Since 2014, the Eagles have drafted just one Pro-Bowler. That’s simply unacceptable, and a perfect way to stop a teaming from reaching its full potential.
Questionable Signings and Ignorance of Positions
A year after adding Malik Jackson for $30 million, Roseman signed another DT in Javon Hargrave to a $39 million deal. The thinking behind this is that the Eagles do best when building through the trenches, but the lack of production in this area after all the big additions has become a huge concern.
Roseman added former All-Pro Darius Slay to the secondary, but let the reliable Malcolm Jenkins walk. Even riskier was replacing him with Jalen Mills, who has continually underperformed throughout his time with the Eagles.
Meanwhile, Roseman ignored the linebacker position, walking into the season with the inconsistent Nate Gerry as the top starter. Roseman had signed Jatavis Brown, but let’s be honest, he wasn’t going to be a difference-maker.
It’s fine to rely on and invest in one part of a team over another but to seemingly refuse to bring in even serviceable players is irresponsible.
Salary Cap Management
Howie Roseman’s biggest strength in his GM tenure has been his salary cap management. It feels like that run is coming to an end. Hargrave and Jackson’s signings meant less money for areas of greater concern, like wide receiver.
It isn’t just Hargrave and Jackson, however. There’s set to be a combined $68 million owed between six defensive ends and tackles in 2021. That’s an insane amount of money for players who aren’t simply producing for the team.

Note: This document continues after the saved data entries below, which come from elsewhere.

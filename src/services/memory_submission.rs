//! 内存提交后端 - 业务能力层
//!
//! 自带冷却窗口的内存实现，供测试和无后端的嵌入场景使用。

use std::collections::HashMap;

use chrono::{DateTime, Duration, Local};
use tokio::sync::Mutex;
use tracing::debug;

use crate::error::AppResult;
use crate::models::record::SubmissionRecord;
use crate::services::submission::SubmissionService;

/// 默认冷却窗口（分钟）
const DEFAULT_WINDOW_MINUTES: i64 = 5;

/// 内存提交后端
pub struct MemorySubmissionService {
    window: Duration,
    marks: Mutex<HashMap<(String, String), DateTime<Local>>>,
    saved: Mutex<Vec<SubmissionRecord>>,
}

impl MemorySubmissionService {
    pub fn new() -> Self {
        Self::with_window(Duration::minutes(DEFAULT_WINDOW_MINUTES))
    }

    /// 使用自定义冷却窗口创建
    pub fn with_window(window: Duration) -> Self {
        Self {
            window,
            marks: Mutex::new(HashMap::new()),
            saved: Mutex::new(Vec::new()),
        }
    }

    /// 已保存的记录数量
    pub async fn saved_count(&self) -> usize {
        self.saved.lock().await.len()
    }

    /// 读取已保存的记录（测试断言用）
    pub async fn saved_records(&self) -> Vec<SubmissionRecord> {
        self.saved.lock().await.clone()
    }
}

impl Default for MemorySubmissionService {
    fn default() -> Self {
        Self::new()
    }
}

impl SubmissionService for MemorySubmissionService {
    async fn check_duplicate(&self, category_key: &str, contact_key: &str) -> AppResult<bool> {
        let marks = self.marks.lock().await;
        let key = (category_key.to_string(), contact_key.to_string());

        let duplicate = marks
            .get(&key)
            .map(|marked_at| Local::now() - *marked_at < self.window)
            .unwrap_or(false);

        debug!("查重: {:?} -> {}", key, duplicate);
        Ok(duplicate)
    }

    async fn save(&self, record: &SubmissionRecord) -> AppResult<()> {
        self.saved.lock().await.push(record.clone());
        Ok(())
    }

    async fn mark_submission_time(&self, category_key: &str, contact_key: &str) -> AppResult<()> {
        let key = (category_key.to_string(), contact_key.to_string());
        self.marks.lock().await.insert(key, Local::now());
        Ok(())
    }
}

Meanwhile, the Carson Wentz contract is now looking scarier and scarier and leaves more questions than answers. As stated earlier, Roseman used a second-round pick to add quarterback depth. But if Roseman was wary of Wentz’s durability, why sign him to an extension worth over $100 million?
What Should The Eagles Do With Roseman?
It’s anyone’s guess as to what the Eagles do. After all, Roseman won a Super Bowl, ending the team’s 68-year championship drought. That earns anyone job security. But Jeffrey Lurie has been quick to pull the trigger on decisions before.
Whether the Eagles embark on a rebuild or retooling, Roseman’s talent evaluation skills suggest he may not be the man for the job. Drafting needs to be the team’s priority going forward, and there are likely better GM candidates for that.
Roseman will always be respected for being able to deliver what so many others failed to do, but for a team to have continued success, it needs to know when the writing is on the wall. If Lurie wants to preserve his team’s window, a new general manager is a must.